[Stored data]
◇ ◇ ◇
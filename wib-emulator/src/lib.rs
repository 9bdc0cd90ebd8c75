//! A software WIB.
//!
//! [`WibEmulator`] answers the whole control vocabulary from in-memory
//! register maps and records everything it was asked to do, so sequences
//! and sessions can be tested step by step without a board. Failure
//! injection covers the two interesting transport faults: a dead link
//! and a refusal partway through a sequence.

use std::collections::HashMap;

use wib_core::command::{
    ConfigurePower, ConfigureWib, FastCommand, PowerWib, Reply, Request,
    WIB_REG_FIRST, WIB_REG_LAST,
};
use wib_core::transport::{Transport, TransportError};

/// Version string the emulator reports for `GetSwVersion`.
pub const EMULATED_VERSION: &str = "wib-emulator 0.3.0";

#[derive(Default)]
pub struct WibEmulator {
    board_regs: HashMap<u32, u32>,
    cd_regs: HashMap<(u8, u8, u8, u8, u8), u8>,
    fast_commands: Vec<FastCommand>,
    scripts: Vec<(String, bool)>,
    requests: Vec<Request>,
    last_configure: Option<ConfigureWib>,
    last_power: Option<PowerWib>,
    last_rails: Option<ConfigurePower>,
    rebooted: bool,
    down: bool,
    cd_pokes_left: Option<usize>,
}

impl WibEmulator {
    #[must_use]
    pub fn new() -> Self {
        Self::default()
    }

    /// Drops the link; every later send fails with [`TransportError::Closed`].
    pub fn break_down(&mut self) {
        self.down = true;
    }

    pub fn repair(&mut self) {
        self.down = false;
    }

    /// Accepts `n` more `CDPoke` requests, then refuses every following
    /// one. Other request kinds are unaffected.
    pub fn fail_after_cd_pokes(&mut self, n: usize) {
        self.cd_pokes_left = Some(n);
    }

    /// COLDATA-routed register content, if anything was written there.
    #[must_use]
    pub fn cd_reg(&self, femb: u8, coldata: u8, chip_addr: u8, page: u8, reg: u8) -> Option<u8> {
        self.cd_regs
            .get(&(femb, coldata, chip_addr, page, reg))
            .copied()
    }

    #[must_use]
    pub fn board_reg(&self, addr: u32) -> Option<u32> {
        self.board_regs.get(&addr).copied()
    }

    #[must_use]
    pub fn fast_commands(&self) -> &[FastCommand] {
        &self.fast_commands
    }

    /// Scripts received, each with its run-from-file flag.
    #[must_use]
    pub fn scripts(&self) -> &[(String, bool)] {
        &self.scripts
    }

    /// Every request that reached the emulator, in order.
    #[must_use]
    pub fn requests(&self) -> &[Request] {
        &self.requests
    }

    #[must_use]
    pub fn last_configure(&self) -> Option<&ConfigureWib> {
        self.last_configure.as_ref()
    }

    #[must_use]
    pub fn last_power(&self) -> Option<&PowerWib> {
        self.last_power.as_ref()
    }

    #[must_use]
    pub fn last_rails(&self) -> Option<&ConfigurePower> {
        self.last_rails.as_ref()
    }

    #[must_use]
    pub fn rebooted(&self) -> bool {
        self.rebooted
    }

    fn handle(&mut self, request: &Request) -> Result<Reply, TransportError> {
        match request {
            Request::Peek { addr } => {
                check_window(*addr)?;
                Ok(Reply::RegValue {
                    addr: *addr,
                    value: self.board_regs.get(addr).copied().unwrap_or(0),
                })
            }
            Request::Poke { addr, value } => {
                check_window(*addr)?;
                self.board_regs.insert(*addr, *value);
                Ok(Reply::RegValue {
                    addr: *addr,
                    value: *value,
                })
            }
            Request::CdPeek {
                femb,
                coldata,
                chip_addr,
                reg_page,
                reg_addr,
            } => Ok(Reply::CdRegValue {
                femb: *femb,
                coldata: *coldata,
                chip_addr: *chip_addr,
                reg_page: *reg_page,
                reg_addr: *reg_addr,
                data: self
                    .cd_reg(*femb, *coldata, *chip_addr, *reg_page, *reg_addr)
                    .unwrap_or(0),
            }),
            Request::CdPoke {
                femb,
                coldata,
                chip_addr,
                reg_page,
                reg_addr,
                data,
            } => {
                if let Some(left) = &mut self.cd_pokes_left {
                    if *left == 0 {
                        return Err(TransportError::Refused(format!(
                            "CDPoke femb {femb} chip {chip_addr} page {reg_page} reg {reg_addr:#04X}"
                        )));
                    }
                    *left -= 1;
                }
                self.cd_regs
                    .insert((*femb, *coldata, *chip_addr, *reg_page, *reg_addr), *data);
                Ok(Reply::CdRegValue {
                    femb: *femb,
                    coldata: *coldata,
                    chip_addr: *chip_addr,
                    reg_page: *reg_page,
                    reg_addr: *reg_addr,
                    data: *data,
                })
            }
            Request::CdFastCmd { cmd } => {
                self.fast_commands.push(*cmd);
                Ok(Reply::Empty)
            }
            Request::ConfigureWib(conf) => {
                self.last_configure = Some(conf.clone());
                Ok(Reply::Status {
                    success: true,
                    extra: String::new(),
                })
            }
            Request::ConfigurePower(rails) => {
                self.last_rails = Some(*rails);
                Ok(Reply::Status {
                    success: true,
                    extra: String::new(),
                })
            }
            Request::PowerWib(power) => {
                self.last_power = Some(*power);
                Ok(Reply::Status {
                    success: true,
                    extra: String::new(),
                })
            }
            Request::Script { script, file } => {
                self.scripts.push((script.clone(), *file));
                Ok(Reply::Status {
                    success: true,
                    extra: String::new(),
                })
            }
            Request::Reboot => {
                self.rebooted = true;
                Ok(Reply::Empty)
            }
            Request::GetSwVersion => Ok(Reply::Version {
                version: EMULATED_VERSION.to_string(),
            }),
        }
    }
}

fn check_window(addr: u32) -> Result<(), TransportError> {
    if (WIB_REG_FIRST..=WIB_REG_LAST).contains(&addr) {
        Ok(())
    } else {
        Err(TransportError::Refused(format!(
            "register {addr:#010X} outside the WIB address window"
        )))
    }
}

impl Transport for WibEmulator {
    fn send(&mut self, request: &Request) -> Result<Reply, TransportError> {
        if self.down {
            return Err(TransportError::Closed);
        }
        self.requests.push(request.clone());
        self.handle(request)
    }

    fn is_open(&self) -> bool {
        !self.down
    }

    fn close(&mut self) -> Result<(), TransportError> {
        self.down = true;
        Ok(())
    }
}

#[cfg(test)]
mod tests {
    use super::*;

    #[test]
    fn pokes_read_back() {
        let mut emu = WibEmulator::new();
        let reply = emu
            .send(&Request::Poke {
                addr: WIB_REG_FIRST,
                value: 0xDEAD,
            })
            .unwrap();
        assert_eq!(
            reply,
            Reply::RegValue {
                addr: WIB_REG_FIRST,
                value: 0xDEAD
            }
        );
        assert_eq!(
            emu.send(&Request::Peek { addr: WIB_REG_FIRST }).unwrap(),
            Reply::RegValue {
                addr: WIB_REG_FIRST,
                value: 0xDEAD
            }
        );
    }

    #[test]
    fn out_of_window_access_is_refused() {
        let mut emu = WibEmulator::new();
        assert!(matches!(
            emu.send(&Request::Peek { addr: 0x1000 }),
            Err(TransportError::Refused(_))
        ));
    }

    #[test]
    fn cd_pokes_land_in_the_register_map() {
        let mut emu = WibEmulator::new();
        emu.send(&Request::CdPoke {
            femb: 2,
            coldata: 1,
            chip_addr: 2,
            reg_page: 4,
            reg_addr: 135,
            data: 0x03,
        })
        .unwrap();
        assert_eq!(emu.cd_reg(2, 1, 2, 4, 135), Some(0x03));
        assert_eq!(emu.cd_reg(2, 0, 3, 4, 135), None);
    }

    #[test]
    fn injected_failure_counts_only_cd_pokes() {
        let mut emu = WibEmulator::new();
        emu.fail_after_cd_pokes(1);
        let poke = Request::CdPoke {
            femb: 0,
            coldata: 0,
            chip_addr: 3,
            reg_page: 1,
            reg_addr: 130,
            data: 0,
        };
        assert!(emu.send(&poke).is_ok());
        assert!(emu.send(&Request::GetSwVersion).is_ok());
        assert!(matches!(
            emu.send(&poke),
            Err(TransportError::Refused(_))
        ));
    }

    #[test]
    fn broken_link_refuses_everything() {
        let mut emu = WibEmulator::new();
        emu.break_down();
        assert!(!emu.is_open());
        assert_eq!(
            emu.send(&Request::GetSwVersion),
            Err(TransportError::Closed)
        );
        emu.repair();
        assert!(emu.send(&Request::GetSwVersion).is_ok());
    }
}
◇ ◇ ◇
DIRECTIONS:
In the records above, find the line containing "chip_addr, page, reg))" and restate word for word every line from the first through that one.

SOLUTION TO THE PROBLEM:
filename wib-emulator/src/lib.rs
repository 9bdc0cd90ebd8c75
//! A software WIB.
//!
//! [`WibEmulator`] answers the whole control vocabulary from in-memory
//! register maps and records everything it was asked to do, so sequences
//! and sessions can be tested step by step without a board. Failure
//! injection covers the two interesting transport faults: a dead link
//! and a refusal partway through a sequence.

use std::collections::HashMap;

use wib_core::command::{
    ConfigurePower, ConfigureWib, FastCommand, PowerWib, Reply, Request,
    WIB_REG_FIRST, WIB_REG_LAST,
};
use wib_core::transport::{Transport, TransportError};

/// Version string the emulator reports for `GetSwVersion`.
pub const EMULATED_VERSION: &str = "wib-emulator 0.3.0";

#[derive(Default)]
pub struct WibEmulator {
    board_regs: HashMap<u32, u32>,
    cd_regs: HashMap<(u8, u8, u8, u8, u8), u8>,
    fast_commands: Vec<FastCommand>,
    scripts: Vec<(String, bool)>,
    requests: Vec<Request>,
    last_configure: Option<ConfigureWib>,
    last_power: Option<PowerWib>,
    last_rails: Option<ConfigurePower>,
    rebooted: bool,
    down: bool,
    cd_pokes_left: Option<usize>,
}

impl WibEmulator {
    #[must_use]
    pub fn new() -> Self {
        Self::default()
    }

    /// Drops the link; every later send fails with [`TransportError::Closed`].
    pub fn break_down(&mut self) {
        self.down = true;
    }

    pub fn repair(&mut self) {
        self.down = false;
    }

    /// Accepts `n` more `CDPoke` requests, then refuses every following
    /// one. Other request kinds are unaffected.
    pub fn fail_after_cd_pokes(&mut self, n: usize) {
        self.cd_pokes_left = Some(n);
    }

    /// COLDATA-routed register content, if anything was written there.
    #[must_use]
    pub fn cd_reg(&self, femb: u8, coldata: u8, chip_addr: u8, page: u8, reg: u8) -> Option<u8> {
        self.cd_regs
            .get(&(femb, coldata, chip_addr, page, reg))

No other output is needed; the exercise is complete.